• PROBLEM REQUIREMENTS: Nothing but the lines holding the string "created" should appear in the answer. Copy them from the entries.

• TASK DATA:
//! In-memory fake for the resource store (testing and local runs)
//!
//! Provides `MemoryResourceStore`, which satisfies the `ResourceStore`
//! contract without any external dependencies, plus one-shot fault injection
//! so callers can exercise transient-failure paths.

use std::collections::BTreeMap;
use std::sync::{Mutex, MutexGuard, PoisonError};

use async_trait::async_trait;
use chrono::Utc;
use serde_json::Value;
use tokio::sync::broadcast;
use tracing::debug;

use crate::error::StoreError;
use crate::meta::NamespacedName;
use crate::resource::DynamicObject;
use crate::selector::ListParams;
use crate::storage_traits::*;

const WATCH_CAPACITY: usize = 1024;
const GENERATED_SUFFIX_LEN: usize = 5;

/// Store operation targeted by an injected fault.
#[derive(Debug, Clone, Copy, PartialEq, Eq, Hash)]
pub enum StoreOperation {
    Get,
    List,
    Create,
    Patch,
    PatchStatus,
    Delete,
}

#[derive(Debug)]
struct Fault {
    operation: StoreOperation,
    kind: String,
    error: StoreError,
}

#[derive(Debug, Default)]
struct State {
    objects: BTreeMap<(String, NamespacedName), DynamicObject>,
    last_version: u64,
    faults: Vec<Fault>,
}

impl State {
    fn next_version(&mut self) -> u64 {
        self.last_version += 1;
        self.last_version
    }

    fn take_fault(&mut self, operation: StoreOperation, kind: &str) -> Option<StoreError> {
        let index = self
            .faults
            .iter()
            .position(|f| f.operation == operation && f.kind == kind)?;
        Some(self.faults.remove(index).error)
    }
}

/// In-memory resource store backed by a `BTreeMap<(kind, key), object>`.
///
/// Listing order is deterministic (kind, namespace, name).
#[derive(Debug)]
pub struct MemoryResourceStore {
    state: Mutex<State>,
    events: broadcast::Sender<WatchEvent>,
}

impl Default for MemoryResourceStore {
    fn default() -> Self {
        let (events, _) = broadcast::channel(WATCH_CAPACITY);
        Self {
            state: Mutex::new(State::default()),
            events,
        }
    }
}

impl MemoryResourceStore {
    pub fn new() -> Self {
        Self::default()
    }

    fn state(&self) -> MutexGuard<'_, State> {
        self.state.lock().unwrap_or_else(PoisonError::into_inner)
    }

    fn publish(&self, event_type: WatchEventType, object: &DynamicObject) {
        // No subscribers is fine.
        let _ = self.events.send(WatchEvent {
            event_type,
            object: object.clone(),
        });
    }

    /// Make the next `operation` on `kind` fail with `error`.
    pub fn fail_next(&self, operation: StoreOperation, kind: &str, error: StoreError) {
        self.state().faults.push(Fault {
            operation,
            kind: kind.to_string(),
            error,
        });
    }

    /// Number of stored objects of `kind`.
    pub fn count(&self, kind: &str) -> usize {
        self.state()
            .objects
            .keys()
            .filter(|(k, _)| k == kind)
            .count()
    }

    /// Snapshot of every stored object of `kind`.
    pub fn objects(&self, kind: &str) -> Vec<DynamicObject> {
        self.state()
            .objects
            .iter()
            .filter(|((k, _), _)| k == kind)
            .map(|(_, obj)| obj.clone())
            .collect()
    }
}

fn generated_name(prefix: &str) -> String {
    let suffix = uuid::Uuid::new_v4().simple().to_string();
    format!("{}{}", prefix, &suffix[..GENERATED_SUFFIX_LEN])
}

fn conflict(stored: &DynamicObject, precondition: Precondition) -> StoreError {
    StoreError::Conflict {
        kind: stored.kind.clone(),
        key: stored.key().to_string(),
        expected: precondition.resource_version,
        actual: stored.metadata.resource_version,
    }
}

#[async_trait]
impl ResourceStore for MemoryResourceStore {
    async fn get_object(&self, kind: &str, key: &NamespacedName) -> StoreResult<DynamicObject> {
        let mut state = self.state();
        if let Some(err) = state.take_fault(StoreOperation::Get, kind) {
            return Err(err);
        }
        state
            .objects
            .get(&(kind.to_string(), key.clone()))
            .cloned()
            .ok_or_else(|| StoreError::not_found(kind, key))
    }

    async fn list_objects(
        &self,
        kind: &str,
        params: &ListParams,
    ) -> StoreResult<Vec<DynamicObject>> {
        let mut state = self.state();
        if let Some(err) = state.take_fault(StoreOperation::List, kind) {
            return Err(err);
        }
        let matching = state
            .objects
            .iter()
            .filter(|((k, _), obj)| k == kind && params.matches(obj))
            .map(|(_, obj)| obj.clone());
        Ok(match params.limit {
            Some(limit) => matching.take(limit).collect(),
            None => matching.collect(),
        })
    }

    async fn create_object(&self, mut object: DynamicObject) -> StoreResult<DynamicObject> {
        let created = {
            let mut state = self.state();
            if let Some(err) = state.take_fault(StoreOperation::Create, &object.kind) {
                return Err(err);
            }
            if object.metadata.namespace.is_empty() {
                return Err(StoreError::Invalid {
                    kind: object.kind.clone(),
                    reason: "metadata.namespace is required".to_string(),
                });
            }
            if object.metadata.name.is_empty() {
                if object.metadata.generate_name.is_empty() {
                    return Err(StoreError::Invalid {
                        kind: object.kind.clone(),
                        reason: "metadata.name or metadata.generateName is required".to_string(),
                    });
                }
                loop {
                    object.metadata.name = generated_name(&object.metadata.generate_name);
                    let taken = state
                        .objects
                        .contains_key(&(object.kind.clone(), object.key()));
                    if !taken {
                        break;
                    }
                }
            }

            let index = (object.kind.clone(), object.key());
            if state.objects.contains_key(&index) {
                return Err(StoreError::AlreadyExists {
                    kind: object.kind.clone(),
                    key: object.key().to_string(),
                });
            }

            object.metadata.uid = uuid::Uuid::new_v4().to_string();
            object.metadata.resource_version = state.next_version();
            object.metadata.creation_timestamp = Some(Utc::now());
            object.metadata.deletion_timestamp = None;
            state.objects.insert(index, object.clone());
            object
        };

        debug!(kind = %created.kind, key = %created.key(), "object created");
        self.publish(WatchEventType::Added, &created);
        Ok(created)
    }

    async fn patch_object(
        &self,
        object: DynamicObject,
        precondition: Precondition,
    ) -> StoreResult<DynamicObject> {
        let (event, result) = {
            let mut state = self.state();
            if let Some(err) = state.take_fault(StoreOperation::Patch, &object.kind) {
                return Err(err);
            }
            let index = (object.kind.clone(), object.key());
            let stored = state
                .objects
                .get(&index)
                .cloned()
                .ok_or_else(|| StoreError::not_found(&object.kind, object.key()))?;
            if stored.metadata.resource_version != precondition.resource_version {
                return Err(conflict(&stored, precondition));
            }

            let mut updated = object;
            updated.metadata.uid = stored.metadata.uid.clone();
            updated.metadata.creation_timestamp = stored.metadata.creation_timestamp;
            updated.metadata.deletion_timestamp = stored.metadata.deletion_timestamp;
            updated.metadata.resource_version = stored.metadata.resource_version;
            match stored.status() {
                Some(status) => {
                    updated.data.insert("status".to_string(), status.clone());
                }
                None => {
                    updated.data.remove("status");
                }
            }

            if updated == stored {
                return Ok(stored);
            }

            updated.metadata.resource_version = state.next_version();
            if updated.metadata.is_being_deleted() && updated.metadata.finalizers.is_empty() {
                state.objects.remove(&index);
                (WatchEventType::Deleted, updated)
            } else {
                state.objects.insert(index, updated.clone());
                (WatchEventType::Modified, updated)
            }
        };

        self.publish(event, &result);
        Ok(result)
    }

    async fn patch_object_status(
        &self,
        object: DynamicObject,
        precondition: Precondition,
    ) -> StoreResult<DynamicObject> {
        let updated = {
            let mut state = self.state();
            if let Some(err) = state.take_fault(StoreOperation::PatchStatus, &object.kind) {
                return Err(err);
            }
            let index = (object.kind.clone(), object.key());
            let stored = state
                .objects
                .get(&index)
                .cloned()
                .ok_or_else(|| StoreError::not_found(&object.kind, object.key()))?;
            if stored.metadata.resource_version != precondition.resource_version {
                return Err(conflict(&stored, precondition));
            }

            let mut updated = stored.clone();
            match object.data.get("status") {
                Some(Value::Null) | None => {
                    updated.data.remove("status");
                }
                Some(status) => {
                    updated.data.insert("status".to_string(), status.clone());
                }
            }

            if updated == stored {
                return Ok(stored);
            }

            updated.metadata.resource_version = state.next_version();
            state.objects.insert(index, updated.clone());
            updated
        };

        self.publish(WatchEventType::Modified, &updated);
        Ok(updated)
    }

    async fn delete_object(&self, kind: &str, key: &NamespacedName) -> StoreResult<()> {
        let (event, object) = {
            let mut state = self.state();
            if let Some(err) = state.take_fault(StoreOperation::Delete, kind) {
                return Err(err);
            }
            let index = (kind.to_string(), key.clone());
            let stored = state
                .objects
                .get(&index)
                .cloned()
                .ok_or_else(|| StoreError::not_found(kind, key))?;

            if stored.metadata.finalizers.is_empty() {
                state.objects.remove(&index);
                (WatchEventType::Deleted, stored)
            } else if stored.metadata.is_being_deleted() {
                return Ok(());
            } else {
                let mut marked = stored;
                marked.metadata.deletion_timestamp = Some(Utc::now());
                marked.metadata.resource_version = state.next_version();
                state.objects.insert(index, marked.clone());
                (WatchEventType::Modified, marked)
            }
        };

        debug!(kind = %kind, key = %key, event = ?event, "object delete requested");
        self.publish(event, &object);
        Ok(())
    }

    fn watch(&self) -> Option<broadcast::Receiver<WatchEvent>> {
        Some(self.events.subscribe())
    }
}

• TASK OUTPUT:
        let created = {
        debug!(kind = %created.kind, key = %created.key(), "object created");
        self.publish(WatchEventType::Added, &created);
        Ok(created)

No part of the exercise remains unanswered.